[Aim of the task]: Return the data below exactly, but only from the line containing "Fut: Future<Output = Result<PartialState, TaskError>> + Send +" through the line containing "impl fmt::Debug for", with both of those lines included.

***** Available records *****

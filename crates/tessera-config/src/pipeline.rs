use std::collections::{BTreeMap, HashSet};
use std::path::Path;

use serde::{Deserialize, Serialize};

use crate::enums::{ScoreScale, TaskKind};
use crate::error::ConfigError;
use crate::field::FieldDef;
use crate::load::load_json;

/// A pipeline definition: the task graph plus its iteration budget.
#[derive(Debug, Clone, PartialEq, Serialize, Deserialize)]
pub struct PipelineDef {
  pub pipeline_id: String,
  pub name: String,
  /// Upper bound on full passes through the graph.
  #[serde(default = "default_max_iterations")]
  pub max_iterations: u32,
  /// Passes whose `overall` score (as a percentage) falls below this loop again.
  #[serde(default = "default_quality_threshold")]
  pub quality_threshold: f64,
  #[serde(default)]
  pub score_scale: ScoreScale,
  /// Run-level timeout in milliseconds.
  #[serde(skip_serializing_if = "Option::is_none")]
  pub timeout_ms: Option<u64>,
  pub tasks: Vec<TaskDef>,
}

impl PipelineDef {
  /// Load and validate a pipeline definition from a JSON file.
  pub fn load(path: impl AsRef<Path>) -> Result<Self, ConfigError> {
    let def: Self = load_json(path.as_ref())?;
    def.validate()?;
    Ok(def)
  }

  /// Check field-level constraints.
  ///
  /// Graph structure (dependencies, cycles, terminal task) is checked when
  /// the definition is resolved into a task graph.
  pub fn validate(&self) -> Result<(), ConfigError> {
    if self.tasks.is_empty() {
      return Err(ConfigError::invalid(format!(
        "pipeline '{}' has no tasks",
        self.pipeline_id
      )));
    }
    if self.max_iterations == 0 {
      return Err(ConfigError::invalid("max_iterations must be at least 1"));
    }
    if !(0.0..=100.0).contains(&self.quality_threshold) {
      return Err(ConfigError::invalid(format!(
        "quality_threshold must be within 0..=100, got {}",
        self.quality_threshold
      )));
    }

    let mut seen = HashSet::new();
    for task in &self.tasks {
      if task.name.trim().is_empty() {
        return Err(ConfigError::invalid("task name must not be empty"));
      }
      if !seen.insert(task.name.as_str()) {
        return Err(ConfigError::invalid(format!(
          "duplicate task name '{}'",
          task.name
        )));
      }
      if task.max_attempts == Some(0) {
        return Err(ConfigError::invalid(format!(
          "task '{}' max_attempts must be at least 1",
          task.name
        )));
      }
    }

    let assemblers = self
      .tasks
      .iter()
      .filter(|t| t.kind == TaskKind::Assembly)
      .count();
    if assemblers != 1 {
      return Err(ConfigError::invalid(format!(
        "pipeline must have exactly one assembly task, found {}",
        assemblers
      )));
    }

    Ok(())
  }
}

/// One task in a pipeline definition.
#[derive(Debug, Clone, PartialEq, Serialize, Deserialize)]
pub struct TaskDef {
  pub name: String,
  #[serde(default)]
  pub kind: TaskKind,
  /// Tasks whose contributions this task reads.
  #[serde(default)]
  pub depends_on: Vec<String>,
  pub system_prompt: String,
  /// Template rendered against the run state to form the user message.
  #[serde(default = "default_user_template")]
  pub user_template: String,
  /// Output schema for analysis tasks. Ignored for the assembly task.
  #[serde(default)]
  pub output: BTreeMap<String, FieldDef>,
  #[serde(skip_serializing_if = "Option::is_none")]
  pub temperature: Option<f32>,
  #[serde(skip_serializing_if = "Option::is_none")]
  pub max_tokens: Option<u32>,
  /// Overrides the engine retry policy for this task.
  #[serde(skip_serializing_if = "Option::is_none")]
  pub max_attempts: Option<u32>,
  /// Per-attempt timeout in milliseconds.
  #[serde(skip_serializing_if = "Option::is_none")]
  pub timeout_ms: Option<u64>,
}

fn default_max_iterations() -> u32 {
  1
}

fn default_quality_threshold() -> f64 {
  40.0
}

fn default_user_template() -> String {
  "{{ input }}".to_string()
}

#[cfg(test)]
mod tests {
  use super::*;
  use serde_json::json;

  fn sample() -> serde_json::Value {
    json!({
      "pipeline_id": "security-review",
      "name": "Security Review",
      "max_iterations": 2,
      "tasks": [
        {
          "name": "threats",
          "system_prompt": "List threats.",
          "output": {
            "threats": { "type": "array" },
            "risk": { "type": "number", "default": 50, "min": 0, "max": 100 }
          }
        },
        {
          "name": "report",
          "kind": "assembly",
          "depends_on": ["threats"],
          "system_prompt": "Assemble the report."
        }
      ]
    })
  }

  #[test]
  fn test_deserialize_with_defaults() {
    let def: PipelineDef = serde_json::from_value(sample()).unwrap();

    assert_eq!(def.max_iterations, 2);
    assert_eq!(def.quality_threshold, 40.0);
    assert_eq!(def.score_scale, ScoreScale::Hundred);
    assert_eq!(def.tasks[0].kind, TaskKind::Analysis);
    assert_eq!(def.tasks[0].user_template, "{{ input }}");
    assert_eq!(def.tasks[1].kind, TaskKind::Assembly);
    assert!(def.validate().is_ok());
  }

  #[test]
  fn test_duplicate_task_rejected() {
    let mut def: PipelineDef = serde_json::from_value(sample()).unwrap();
    def.tasks.push(def.tasks[0].clone());

    let err = def.validate().unwrap_err();
    assert!(err.to_string().contains("duplicate task name 'threats'"));
  }

  #[test]
  fn test_missing_assembly_rejected() {
    let mut def: PipelineDef = serde_json::from_value(sample()).unwrap();
    def.tasks.pop();

    let err = def.validate().unwrap_err();
    assert!(err.to_string().contains("exactly one assembly task"));
  }

  #[test]
  fn test_zero_iterations_rejected() {
    let mut def: PipelineDef = serde_json::from_value(sample()).unwrap();
    def.max_iterations = 0;
    assert!(def.validate().is_err());
  }

  #[test]
  fn test_load_rejects_malformed_json() {
    let dir = tempfile::tempdir().unwrap();
    let path = dir.path().join("pipeline.json");
    std::fs::write(&path, "{ not json").unwrap();

    let err = PipelineDef::load(&path).unwrap_err();
    assert!(matches!(err, ConfigError::Parse { .. }));
  }
}
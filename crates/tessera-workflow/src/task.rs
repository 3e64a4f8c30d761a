use std::fmt;
use std::future::Future;
use std::sync::Arc;

use async_trait::async_trait;
use tessera_state::PartialState;
use tessera_task_runner::RetryError;
use thiserror::Error;

use crate::context::TaskContext;

/// A task that could not produce its contribution.
#[derive(Debug, Error)]
pub enum TaskError {
  /// The generation call failed on every attempt.
  #[error(transparent)]
  Exhausted(#[from] RetryError),

  #[error("failed to render prompt: {0}")]
  Render(String),

  #[error("{0}")]
  Failed(String),
}

impl TaskError {
  pub fn failed(message: impl Into<String>) -> Self {
    Self::Failed(message.into())
  }
}

/// The body of a task.
///
/// A task reads the state snapshot in its context and returns the updates
/// it wants merged. It never mutates shared state directly.
#[async_trait]
pub trait Task: Send + Sync {
  async fn run(&self, ctx: TaskContext) -> Result<PartialState, TaskError>;
}

/// A [`Task`] backed by an async closure.
pub struct FnTask<F> {
  f: F,
}

impl<F> FnTask<F> {
  pub fn new(f: F) -> Self {
    Self { f }
  }
}

#[async_trait]
impl<F, Fut> Task for FnTask<F>
where
  F: Fn(TaskContext) -> Fut + Send + Sync,
  Fut: Future<Output = Result<PartialState, TaskError>> + Send,
{
  async fn run(&self, ctx: TaskContext) -> Result<PartialState, TaskError> {
    (self.f)(ctx).await
  }
}

/// Static declaration of one task.
#[derive(Clone)]
pub struct TaskSpec {
  pub name: String,
  /// Tasks whose contributions this task may read.
  pub depends_on: Vec<String>,
  pub body: Arc<dyn Task>,
}

impl TaskSpec {
  pub fn new(name: impl Into<String>, depends_on: Vec<String>, body: Arc<dyn Task>) -> Self {
    Self {
      name: name.into(),
      depends_on,
      body,
    }
  }

  /// A task whose body is an async closure.
  pub fn from_fn<F, Fut>(name: impl Into<String>, depends_on: &[&str], f: F) -> Self
  where
    F: Fn(TaskContext) -> Fut + Send + Sync + 'static,
    Fut: Future<Output = Result<PartialState, TaskError>> + Send + 'static,
  {
    Self::new(
      name,
      depends_on.iter().map(|d| d.to_string()).collect(),
      Arc::new(FnTask::new(f)),
    )
  }
}

impl fmt::Debug for TaskSpec {
  fn fmt(&self, f: &mut fmt::Formatter<'_>) -> fmt::Result {
    f.debug_struct("TaskSpec")
      .field("name", &self.name)
      .field("depends_on", &self.depends_on)
      .finish_non_exhaustive()
  }
}
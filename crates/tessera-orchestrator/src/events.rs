//! Run events and notifiers for observability.
//!
//! Events are emitted while a pipeline runs so consumers can follow
//! progress, persist it, or stream it to a UI.

use serde::{Deserialize, Serialize};
use tokio::sync::mpsc;

use crate::controller::Phase;

/// Events emitted during a pipeline run.
#[derive(Debug, Clone, PartialEq, Serialize, Deserialize)]
pub enum RunEvent {
  /// A provider was selected and the first pass is about to start.
  RunStarted {
    run_id: String,
    pipeline_id: String,
    provider: String,
  },

  /// A pass through the graph has started.
  PassStarted { run_id: String, iteration: u32 },

  /// A task has been dispatched.
  TaskStarted {
    run_id: String,
    iteration: u32,
    task: String,
  },

  /// One attempt of a task's generation call failed.
  TaskAttemptFailed {
    run_id: String,
    task: String,
    attempt: u32,
    error: String,
  },

  /// A task produced its contribution.
  TaskCompleted {
    run_id: String,
    task: String,
    degraded: bool,
  },

  /// A task failed for good; the run is aborted.
  TaskFailed {
    run_id: String,
    task: String,
    error: String,
  },

  /// A pass finished and the iteration controller decided what comes next.
  PassCompleted {
    run_id: String,
    iteration: u32,
    overall_percent: Option<f64>,
    next: Phase,
  },

  /// The run finished with a report.
  RunFinalized { run_id: String, passes: u32 },

  /// The run failed.
  RunFailed { run_id: String, error: String },
}

/// Trait for receiving run events.
///
/// The engine calls `notify` for each event; implementations decide what to
/// do with them.
pub trait RunNotifier: Send + Sync {
  fn notify(&self, event: RunEvent);
}

/// Discards all events.
#[derive(Debug, Clone, Default)]
pub struct NoopNotifier;

impl RunNotifier for NoopNotifier {
  fn notify(&self, _event: RunEvent) {}
}

/// Sends events to an unbounded channel.
#[derive(Debug, Clone)]
pub struct ChannelNotifier {
  sender: mpsc::UnboundedSender<RunEvent>,
}

impl ChannelNotifier {
  pub fn new(sender: mpsc::UnboundedSender<RunEvent>) -> Self {
    Self { sender }
  }
}

impl RunNotifier for ChannelNotifier {
  fn notify(&self, event: RunEvent) {
    // Receiver may have been dropped
    let _ = self.sender.send(event);
  }
}
//! Tessera Normalize
//!
//! Turns the loosely-structured text a generation service returns into a
//! well-formed record, never failing:
//!
//! 1. [`strip_wrappers`] removes fenced-code delimiters, `<json>` tags and
//!    surrounding prose.
//! 2. [`extract_json`] isolates the first balanced JSON object or array.
//! 3. [`repair_truncated`] closes strings and brackets a cut-off response
//!    left open.
//! 4. [`normalize`] projects the parsed value onto a defaults object, field
//!    by field, substituting the default wherever a field is missing or has
//!    the wrong type.
//!
//! Typed consumers implement [`Normalize`] and call [`normalize_as`], or
//! [`normalize_into`] when some fields come from context rather than from
//! the response.

mod extract;
mod normalize;
mod result;

pub use extract::{extract_json, repair_truncated, strip_wrappers};
pub use normalize::{Normalize, normalize, normalize_as, normalize_into};
pub use result::{Issue, NormalizedResult};
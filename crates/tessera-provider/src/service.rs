use async_trait::async_trait;
use serde::{Deserialize, Serialize};

use crate::error::ProviderError;

/// Sampling options for one call.
#[derive(Debug, Clone, Copy, Default, PartialEq, Serialize, Deserialize)]
pub struct CompletionOptions {
  #[serde(skip_serializing_if = "Option::is_none")]
  pub temperature: Option<f32>,
  #[serde(skip_serializing_if = "Option::is_none")]
  pub max_tokens: Option<u32>,
}

#[derive(Debug, Clone, PartialEq, Serialize, Deserialize)]
pub struct CompletionRequest {
  pub system_prompt: String,
  pub user_message: String,
  #[serde(default)]
  pub options: CompletionOptions,
}

impl CompletionRequest {
  pub fn new(system_prompt: impl Into<String>, user_message: impl Into<String>) -> Self {
    Self {
      system_prompt: system_prompt.into(),
      user_message: user_message.into(),
      options: CompletionOptions::default(),
    }
  }

  pub fn with_options(mut self, options: CompletionOptions) -> Self {
    self.options = options;
    self
  }

  /// The cheapest request a backend can answer; used to probe liveness.
  pub fn probe() -> Self {
    Self::new("", "ping").with_options(CompletionOptions {
      temperature: Some(0.0),
      max_tokens: Some(1),
    })
  }
}

/// A text-generation backend.
#[async_trait]
pub trait GenerationService: Send + Sync {
  /// Name used in logs and error messages.
  fn name(&self) -> &str;

  /// Produce a completion for `request`.
  async fn complete(&self, request: &CompletionRequest) -> Result<String, ProviderError>;
}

*****

[Completed task]:
    Fut: Future<Output = Result<PartialState, TaskError>> + Send + 'static,
  {
    Self::new(
      name,
      depends_on.iter().map(|d| d.to_string()).collect(),
      Arc::new(FnTask::new(f)),
    )
  }
}

impl fmt::Debug for TaskSpec {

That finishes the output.